* _YOUR GOAL_
Repeat exactly, please, the lines that begin at the start of the listing and end at the line holding "#[derive(Error, Debug)]".

----------

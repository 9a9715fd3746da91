use crate::config::LoaderConfig;
use crate::octree::aabb::Aabb;
use crate::octree::point_attributes::{legacy_attribute, point_byte_size, PointAttribute};
use crate::resource::{DataFetcher, ResourceClient, ResourceError, StorageContext};
use glam::DVec3;
use serde::Deserialize;
use std::path::{Path, PathBuf};
use thiserror::Error;
use tracing::{info, instrument};

#[derive(Error, Debug)]
pub enum ReadMetadataError {
    #[error("Invalid json: {0}")]
    Json(#[from] serde_json::error::Error),

    #[error("Resource error: {0}")]
    Resource(#[from] ResourceError),

    #[error("Missing field: {0}")]
    MissingField(&'static str),

    #[error("Unsupported point attribute: {0}")]
    UnsupportedAttribute(String),

    #[error("Unsupported format: {0}")]
    UnsupportedFormat(String),
}

#[derive(Clone, Copy, Debug, PartialEq, Eq)]
pub enum FormatVersion {
    /// Potree 1.x: `cloud.js` plus one chunk file per node.
    V1,
    /// Potree 2.x: `metadata.json`, `hierarchy.bin` and `octree.bin`.
    V2,
}

#[derive(Clone, Copy, Debug, PartialEq, Eq)]
pub enum Encoding {
    Raw,
    Brotli,
}

/// Everything needed to address and decode a cloud. Immutable once read.
#[derive(Clone, Debug)]
pub struct CloudMetadata {
    pub version: FormatVersion,
    pub version_string: String,
    pub cloud_name: String,
    pub points: Option<u64>,
    /// Per axis, in storage order.
    pub scale: DVec3,
    pub attributes: Vec<PointAttribute>,
    pub storage: StorageContext,
    pub octree_dir: String,
    pub hierarchy_step_size: usize,
    pub first_chunk_size: u64,
    pub encoding: Encoding,
    pub point_byte_size: usize,
    /// In display order, shifted when the cloud was moved to the origin.
    pub bounding_box: Aabb,
    pub spacing: f64,
    /// Where decoded positions are relative to, in display order.
    pub position_origin: DVec3,
}

/// Potree 2.x `metadata.json`.
#[derive(Deserialize, Clone, Debug)]
#[serde(rename_all = "camelCase")]
struct Metadata {
    version: String,
    #[serde(default)]
    name: String,
    #[serde(default)]
    points: Option<u64>,
    hierarchy: HierarchyMetadata,
    #[serde(default)]
    offset: Option<[f64; 3]>,
    scale: [f64; 3],
    spacing: f64,
    bounding_box: BoundingBox,
    #[serde(default = "default_encoding")]
    encoding: String,
    attributes: Vec<AttributeMetadata>,
}

fn default_encoding() -> String {
    "DEFAULT".to_string()
}

#[derive(Deserialize, Clone, Debug)]
#[serde(rename_all = "camelCase")]
struct HierarchyMetadata {
    first_chunk_size: u64,
    #[serde(default)]
    step_size: u16,
}

#[derive(Deserialize, Clone, Debug)]
struct BoundingBox {
    min: [f64; 3],
    max: [f64; 3],
}

#[derive(Deserialize, Clone, Debug)]
#[serde(rename_all = "camelCase")]
struct AttributeMetadata {
    name: String,
    size: u16,
    #[serde(default = "one")]
    num_elements: u16,
    #[serde(default)]
    min: Vec<f64>,
    #[serde(default)]
    max: Vec<f64>,
}

fn one() -> u16 {
    1
}

impl AttributeMetadata {
    fn into_attribute(self) -> PointAttribute {
        // wide types are later packed using the widest range over all elements
        let range = match (
            self.min.iter().copied().reduce(f64::min),
            self.max.iter().copied().reduce(f64::max),
        ) {
            (Some(min), Some(max)) => Some((min, max)),
            _ => None,
        };
        PointAttribute::new(self.name, self.size, self.num_elements).with_range(range)
    }
}

/// Potree 1.x `cloud.js`.
#[derive(Deserialize, Clone, Debug)]
#[serde(rename_all = "camelCase")]
struct CloudJs {
    #[serde(default = "default_octree_dir")]
    octree_dir: String,
    #[serde(default)]
    points: Option<u64>,
    bounding_box: LegacyBoundingBox,
    point_attributes: serde_json::Value,
    spacing: f64,
    scale: f64,
    hierarchy_step_size: usize,
}

fn default_octree_dir() -> String {
    "data".to_string()
}

#[derive(Deserialize, Clone, Debug)]
struct LegacyBoundingBox {
    lx: f64,
    ly: f64,
    lz: f64,
    ux: f64,
    uy: f64,
    uz: f64,
}

/// Storage order `[x, y, z]` to display order, y and z swapped.
fn to_display(v: [f64; 3]) -> DVec3 {
    DVec3::new(v[0], v[2], v[1])
}

/// A descriptor location split into storage context, file name and cloud name.
#[derive(Clone, Debug, PartialEq, Eq)]
pub struct MetadataSource {
    pub storage: StorageContext,
    pub descriptor: String,
    pub cloud_name: String,
}

impl MetadataSource {
    /// Accepts a local path, a `file://` url or an `http(s)://` url to the
    /// cloud's descriptor. The cloud is named after the descriptor's directory.
    pub fn parse(source: &str, config: &LoaderConfig) -> Result<Self, ReadMetadataError> {
        let is_remote = source.starts_with("http://") || source.starts_with("https://");
        let source = source.strip_prefix("file://").unwrap_or(source);

        let (base, descriptor) = match source.rfind('/') {
            Some(index) => (&source[..index], &source[index + 1..]),
            None => ("", source),
        };
        if descriptor.is_empty() {
            return Err(ReadMetadataError::UnsupportedFormat(format!(
                "{} does not name a descriptor file",
                source
            )));
        }

        let cloud_name = base
            .rsplit('/')
            .next()
            .filter(|segment| !segment.is_empty())
            .unwrap_or("pointcloud")
            .to_string();

        let storage = if is_remote {
            StorageContext::Remote {
                base_url: base.to_string(),
                mirror_path: config.mirror_path(&cloud_name),
            }
        } else {
            StorageContext::Local {
                base_path: if base.is_empty() && !source.starts_with('/') {
                    PathBuf::from(".")
                } else {
                    Path::new(source)
                        .parent()
                        .map(Path::to_path_buf)
                        .unwrap_or_else(|| PathBuf::from("/"))
                },
            }
        };

        Ok(Self {
            storage,
            descriptor: descriptor.to_string(),
            cloud_name,
        })
    }
}

/// Reads and parses the descriptor named by `source`.
#[instrument(skip(fetcher))]
pub async fn load_metadata<C: ResourceClient>(
    fetcher: &DataFetcher<C>,
    source: &MetadataSource,
    move_to_origin: bool,
) -> Result<CloudMetadata, ReadMetadataError> {
    let bytes = fetcher.fetch(&source.descriptor).await?;
    let text = String::from_utf8_lossy(&bytes);

    let metadata = parse_metadata(
        &text,
        move_to_origin,
        &source.cloud_name,
        source.storage.clone(),
    )?;
    info!(
        cloud = %metadata.cloud_name,
        version = %metadata.version_string,
        attributes = metadata.attributes.len(),
        "loaded metadata"
    );
    Ok(metadata)
}

/// Parses a `cloud.js` (v1) or `metadata.json` (v2) descriptor.
pub fn parse_metadata(
    text: &str,
    move_to_origin: bool,
    cloud_name: &str,
    storage: StorageContext,
) -> Result<CloudMetadata, ReadMetadataError> {
    let value: serde_json::Value = serde_json::from_str(text)?;
    let version = value
        .get("version")
        .and_then(serde_json::Value::as_str)
        .ok_or(ReadMetadataError::MissingField("version"))?
        .to_string();

    let mut metadata = if version.starts_with('2') {
        from_v2(serde_json::from_value(value)?, cloud_name, storage)?
    } else {
        from_v1(serde_json::from_value(value)?, version, cloud_name, storage)?
    };

    if move_to_origin {
        let shift = -metadata.bounding_box.center();
        metadata.bounding_box = metadata.bounding_box.translated(shift);
        metadata.position_origin += shift;
    }

    Ok(metadata)
}

fn from_v2(
    raw: Metadata,
    cloud_name: &str,
    storage: StorageContext,
) -> Result<CloudMetadata, ReadMetadataError> {
    let encoding = match raw.encoding.to_ascii_uppercase().as_str() {
        "BROTLI" => Encoding::Brotli,
        "DEFAULT" | "" => Encoding::Raw,
        other => return Err(ReadMetadataError::UnsupportedFormat(format!("encoding {}", other))),
    };

    let attributes: Vec<PointAttribute> = raw
        .attributes
        .into_iter()
        .map(AttributeMetadata::into_attribute)
        .collect();
    let bounding_box = Aabb::new(to_display(raw.bounding_box.min), to_display(raw.bounding_box.max));

    Ok(CloudMetadata {
        version: FormatVersion::V2,
        version_string: raw.version,
        cloud_name: if cloud_name.is_empty() { raw.name } else { cloud_name.to_string() },
        points: raw.points,
        scale: DVec3::from_array(raw.scale),
        point_byte_size: point_byte_size(&attributes),
        attributes,
        storage,
        octree_dir: String::new(),
        hierarchy_step_size: raw.hierarchy.step_size as usize,
        first_chunk_size: raw.hierarchy.first_chunk_size,
        encoding,
        position_origin: raw.offset.map(to_display).unwrap_or(bounding_box.min),
        bounding_box,
        spacing: raw.spacing,
    })
}

fn from_v1(
    raw: CloudJs,
    version: String,
    cloud_name: &str,
    storage: StorageContext,
) -> Result<CloudMetadata, ReadMetadataError> {
    let names = match raw.point_attributes {
        serde_json::Value::Array(names) => names,
        serde_json::Value::String(format) => {
            return Err(ReadMetadataError::UnsupportedFormat(format!(
                "point attributes stored as {}",
                format
            )))
        }
        _ => return Err(ReadMetadataError::MissingField("pointAttributes")),
    };

    let attributes = names
        .iter()
        .map(|name| {
            let name = name
                .as_str()
                .ok_or(ReadMetadataError::MissingField("pointAttributes"))?;
            legacy_attribute(name).ok_or_else(|| ReadMetadataError::UnsupportedAttribute(name.to_string()))
        })
        .collect::<Result<Vec<_>, _>>()?;

    let bb = raw.bounding_box;
    let bounding_box = Aabb::new(to_display([bb.lx, bb.ly, bb.lz]), to_display([bb.ux, bb.uy, bb.uz]));

    Ok(CloudMetadata {
        version: FormatVersion::V1,
        version_string: version,
        cloud_name: cloud_name.to_string(),
        points: raw.points,
        scale: DVec3::splat(raw.scale),
        point_byte_size: point_byte_size(&attributes),
        attributes,
        storage,
        octree_dir: raw.octree_dir,
        hierarchy_step_size: raw.hierarchy_step_size,
        first_chunk_size: 0,
        encoding: Encoding::Raw,
        position_origin: bounding_box.min,
        bounding_box,
        spacing: raw.spacing,
    })
}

----------

* _EXERCISE RESPONSE_
repository 9a9715fd3746da91
use crate::config::LoaderConfig;
use crate::octree::aabb::Aabb;
use crate::octree::point_attributes::{legacy_attribute, point_byte_size, PointAttribute};
use crate::resource::{DataFetcher, ResourceClient, ResourceError, StorageContext};
use glam::DVec3;
use serde::Deserialize;
use std::path::{Path, PathBuf};
use thiserror::Error;
use tracing::{info, instrument};

#[derive(Error, Debug)]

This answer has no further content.